Dataset entries:
════════════════════

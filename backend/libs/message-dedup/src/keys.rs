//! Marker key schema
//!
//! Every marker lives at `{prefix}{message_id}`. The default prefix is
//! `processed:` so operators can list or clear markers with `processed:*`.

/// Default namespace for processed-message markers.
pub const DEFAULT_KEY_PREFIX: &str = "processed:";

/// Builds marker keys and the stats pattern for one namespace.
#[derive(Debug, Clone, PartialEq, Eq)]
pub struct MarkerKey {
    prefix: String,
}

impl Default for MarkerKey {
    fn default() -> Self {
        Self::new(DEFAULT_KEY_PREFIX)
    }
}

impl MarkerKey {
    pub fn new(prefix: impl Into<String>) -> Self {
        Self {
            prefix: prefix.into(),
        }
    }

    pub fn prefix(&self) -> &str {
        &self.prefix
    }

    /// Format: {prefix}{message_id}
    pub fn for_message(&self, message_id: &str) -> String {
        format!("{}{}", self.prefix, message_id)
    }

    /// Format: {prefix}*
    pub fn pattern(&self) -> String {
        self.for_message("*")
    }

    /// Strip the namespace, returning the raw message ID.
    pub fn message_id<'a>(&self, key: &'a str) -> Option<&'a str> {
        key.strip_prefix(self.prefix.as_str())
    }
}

════════════════════

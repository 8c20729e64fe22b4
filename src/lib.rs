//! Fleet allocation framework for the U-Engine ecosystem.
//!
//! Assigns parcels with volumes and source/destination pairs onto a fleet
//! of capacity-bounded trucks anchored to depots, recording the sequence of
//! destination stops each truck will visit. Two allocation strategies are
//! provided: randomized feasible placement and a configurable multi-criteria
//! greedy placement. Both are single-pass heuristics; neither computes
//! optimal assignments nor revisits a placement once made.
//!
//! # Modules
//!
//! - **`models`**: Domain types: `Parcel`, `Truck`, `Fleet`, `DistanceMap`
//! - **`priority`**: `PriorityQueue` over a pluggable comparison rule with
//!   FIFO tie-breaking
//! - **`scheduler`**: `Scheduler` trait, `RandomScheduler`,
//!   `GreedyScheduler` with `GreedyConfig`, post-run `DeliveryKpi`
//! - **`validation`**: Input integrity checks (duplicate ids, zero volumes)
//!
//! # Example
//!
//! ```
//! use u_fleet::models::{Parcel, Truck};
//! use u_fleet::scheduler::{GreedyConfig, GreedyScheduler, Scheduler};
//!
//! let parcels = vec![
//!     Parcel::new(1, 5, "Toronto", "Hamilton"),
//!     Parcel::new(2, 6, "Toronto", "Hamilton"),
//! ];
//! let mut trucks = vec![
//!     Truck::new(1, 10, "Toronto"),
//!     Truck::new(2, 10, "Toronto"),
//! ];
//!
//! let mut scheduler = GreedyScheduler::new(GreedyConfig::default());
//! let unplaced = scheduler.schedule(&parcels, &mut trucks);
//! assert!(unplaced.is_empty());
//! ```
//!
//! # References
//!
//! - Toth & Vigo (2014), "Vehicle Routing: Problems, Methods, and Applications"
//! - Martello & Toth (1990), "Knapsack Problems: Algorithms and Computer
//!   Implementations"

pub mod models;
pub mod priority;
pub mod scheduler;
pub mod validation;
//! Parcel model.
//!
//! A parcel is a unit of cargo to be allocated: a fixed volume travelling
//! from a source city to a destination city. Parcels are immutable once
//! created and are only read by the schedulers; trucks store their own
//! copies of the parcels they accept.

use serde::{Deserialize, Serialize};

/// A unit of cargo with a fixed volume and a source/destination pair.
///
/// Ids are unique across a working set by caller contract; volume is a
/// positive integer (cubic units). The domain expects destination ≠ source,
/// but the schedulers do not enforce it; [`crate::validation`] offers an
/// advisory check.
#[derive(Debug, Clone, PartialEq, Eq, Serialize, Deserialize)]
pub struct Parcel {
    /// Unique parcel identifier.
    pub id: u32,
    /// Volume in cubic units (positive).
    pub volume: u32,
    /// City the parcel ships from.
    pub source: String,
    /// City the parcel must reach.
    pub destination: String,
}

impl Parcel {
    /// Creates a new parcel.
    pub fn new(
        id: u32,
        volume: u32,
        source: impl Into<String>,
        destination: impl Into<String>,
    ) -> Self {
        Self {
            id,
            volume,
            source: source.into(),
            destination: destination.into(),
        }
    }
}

════════════════════

### Task instructions
Your answer should be one number, the count of lines in the records that contain the string "models".

### Completed task
3